The 95% confidence interval for the median is (19.2, 27.8). This means we are 95% confident that the true population median lies between 19.2 and 27.8.

Interpreting the Results

When interpreting the confidence interval for the median, keep these points in mind:

  • Confidence level: The confidence level (e.g., 95%) indicates the probability that the interval contains the true population median. It is not the probability that the median falls within the interval.
  • Sample size: Larger sample sizes generally result in narrower confidence intervals, providing more precise estimates of the population median.
  • Data distribution: The bootstrap method works well for non-normal and skewed data, making it a robust choice for a wide range of datasets.

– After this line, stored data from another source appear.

//! CSV loading of patient records
//!
//! The loader sits outside the aggregation core: it turns a headed CSV into
//! `PatientRecord`s. Cell parsing is lenient. A cell that cannot be parsed is
//! nulled and counted, never fatal; only structural CSV failures are errors.

use std::io::Read;
use std::path::{Path, PathBuf};
use std::time::Instant;

use rustc_hash::FxHashSet;
use serde::Deserialize;

use crate::error::util::safe_open_file;
use crate::error::{Error, Result};
use crate::models::patient::PatientRecord;
use crate::utils::logging::{log_load_complete, log_load_start};

/// Markers read as an explicit null rather than a malformed value
const NULL_MARKERS: [&str; 5] = ["na", "n/a", "null", "none", "?"];

/// Records read from a source plus parse diagnostics
#[derive(Debug, Clone, Default, PartialEq)]
pub struct LoadOutcome {
    pub records: Vec<PatientRecord>,
    /// Cells that were present but unparseable, now null
    pub malformed_cells: usize,
    /// Records whose id repeats an earlier record's id
    pub duplicate_ids: usize,
}

#[derive(Debug, Default, Deserialize)]
#[serde(default)]
struct RawPatientRow {
    #[serde(alias = "id", alias = "PatientId")]
    patient_id: Option<String>,
    #[serde(alias = "Age")]
    age: Option<String>,
    #[serde(alias = "BMI")]
    bmi: Option<String>,
    #[serde(alias = "SleepTime")]
    sleep_time: Option<String>,
    #[serde(alias = "MentalHealth")]
    mental_health_days: Option<String>,
    #[serde(alias = "PhysicalHealth")]
    physical_health_days: Option<String>,
    #[serde(alias = "Sex")]
    gender: Option<String>,
    smoking_status: Option<String>,
    #[serde(alias = "Diabetic")]
    diabetic_status: Option<String>,
    #[serde(alias = "Race")]
    race: Option<String>,
    #[serde(alias = "GenHealth")]
    general_health: Option<String>,
    #[serde(alias = "Stroke")]
    stroke: Option<String>,
    #[serde(alias = "PhysicalActivity")]
    physical_activity: Option<String>,
    #[serde(alias = "DiffWalking")]
    diff_walking: Option<String>,
    #[serde(alias = "Asthma")]
    asthma: Option<String>,
    #[serde(alias = "KidneyDisease")]
    kidney_disease: Option<String>,
    #[serde(alias = "SkinCancer")]
    skin_cancer: Option<String>,
    #[serde(alias = "HeartDisease")]
    heart_disease: Option<String>,
    #[serde(alias = "AlcoholDrinking")]
    alcohol_drinking: Option<String>,
}

/// Per-row parsing state that counts malformed cells
#[derive(Debug, Default)]
struct CellParser {
    malformed: usize,
}

impl CellParser {
    fn present(cell: Option<&str>) -> Option<&str> {
        cell.map(str::trim)
            .filter(|c| !c.is_empty() && !NULL_MARKERS.contains(&c.to_ascii_lowercase().as_str()))
    }

    fn number(&mut self, cell: Option<&str>) -> Option<f64> {
        let cell = Self::present(cell)?;
        match cell.parse::<f64>() {
            Ok(value) if value.is_finite() => Some(value),
            _ => {
                self.malformed += 1;
                None
            }
        }
    }

    fn flag(&mut self, cell: Option<&str>) -> Option<bool> {
        let cell = Self::present(cell)?;
        match cell.to_ascii_lowercase().as_str() {
            "yes" | "y" | "true" | "t" | "1" => Some(true),
            "no" | "n" | "false" | "f" | "0" => Some(false),
            _ => {
                self.malformed += 1;
                None
            }
        }
    }

    fn category(cell: Option<String>) -> Option<String> {
        Self::present(cell.as_deref()).map(str::to_string)
    }

    fn record(&mut self, raw: RawPatientRow, row_number: usize) -> PatientRecord {
        let patient_id = Self::present(raw.patient_id.as_deref())
            .map_or_else(|| format!("row-{row_number}"), str::to_string);
        PatientRecord {
            patient_id,
            age: self.number(raw.age.as_deref()),
            bmi: self.number(raw.bmi.as_deref()),
            sleep_time: self.number(raw.sleep_time.as_deref()),
            mental_health_days: self.number(raw.mental_health_days.as_deref()),
            physical_health_days: self.number(raw.physical_health_days.as_deref()),
            gender: Self::category(raw.gender),
            smoking_status: Self::category(raw.smoking_status),
            diabetic_status: Self::category(raw.diabetic_status),
            race: Self::category(raw.race),
            general_health: Self::category(raw.general_health),
            stroke: self.flag(raw.stroke.as_deref()),
            physical_activity: self.flag(raw.physical_activity.as_deref()),
            diff_walking: self.flag(raw.diff_walking.as_deref()),
            asthma: self.flag(raw.asthma.as_deref()),
            kidney_disease: self.flag(raw.kidney_disease.as_deref()),
            skin_cancer: self.flag(raw.skin_cancer.as_deref()),
            heart_disease: self.flag(raw.heart_disease.as_deref()),
            alcohol_drinking: self.flag(raw.alcohol_drinking.as_deref()),
        }
    }
}

/// Read records from any CSV source with a header row
pub fn read_records_from_reader<R: Read>(reader: R) -> Result<LoadOutcome> {
    let mut csv_reader = csv::ReaderBuilder::new()
        .has_headers(true)
        .trim(csv::Trim::Headers)
        .flexible(false)
        .from_reader(reader);

    let mut parser = CellParser::default();
    let mut seen_ids = FxHashSet::default();
    let mut outcome = LoadOutcome::default();

    for (i, row) in csv_reader.deserialize::<RawPatientRow>().enumerate() {
        let record = parser.record(row?, i + 1);
        if !seen_ids.insert(record.patient_id.clone()) {
            outcome.duplicate_ids += 1;
        }
        outcome.records.push(record);
    }

    outcome.malformed_cells = parser.malformed;
    if outcome.duplicate_ids > 0 {
        log::warn!("{} records repeat an earlier patient_id", outcome.duplicate_ids);
    }
    Ok(outcome)
}

/// Read records from a CSV file
pub fn read_records(path: &Path) -> Result<LoadOutcome> {
    let start = Instant::now();
    log_load_start(path);
    let file = safe_open_file(path, "reading patient records")?;
    let outcome = read_records_from_reader(std::io::BufReader::new(file))?;
    log_load_complete(
        path,
        outcome.records.len(),
        outcome.malformed_cells,
        start.elapsed(),
    );
    Ok(outcome)
}

/// Read records from a CSV file on tokio's blocking pool
pub async fn read_records_async(path: PathBuf) -> Result<LoadOutcome> {
    tokio::task::spawn_blocking(move || read_records(&path))
        .await
        .map_err(|e| Error::Task(format!("record loading task failed: {e}")))?
}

Note: The confidence interval for the median is not the same as the confidence interval for the mean. The median is less affected by extreme values and skewed data, making it a more robust measure of central tendency in such cases.

FAQ

What is the difference between the confidence interval for the median and the confidence interval for the mean?

The confidence interval for the median is calculated using non-parametric methods and is less affected by extreme values and skewed data. The confidence interval for the mean, on the other hand, typically requires normality assumptions and is more sensitive to outliers.

Can I calculate the confidence interval for the median without using the bootstrap method?

Yes, you can use the normal approximation method, but it requires assumptions about the data distribution and is less robust for non-normal or skewed data. The bootstrap method is generally preferred for its flexibility and accuracy.

How does sample size affect the confidence interval for the median?

Larger sample sizes generally result in narrower confidence intervals, providing more precise estimates of the population median. Smaller sample sizes may lead to wider intervals, indicating greater uncertainty in the estimate.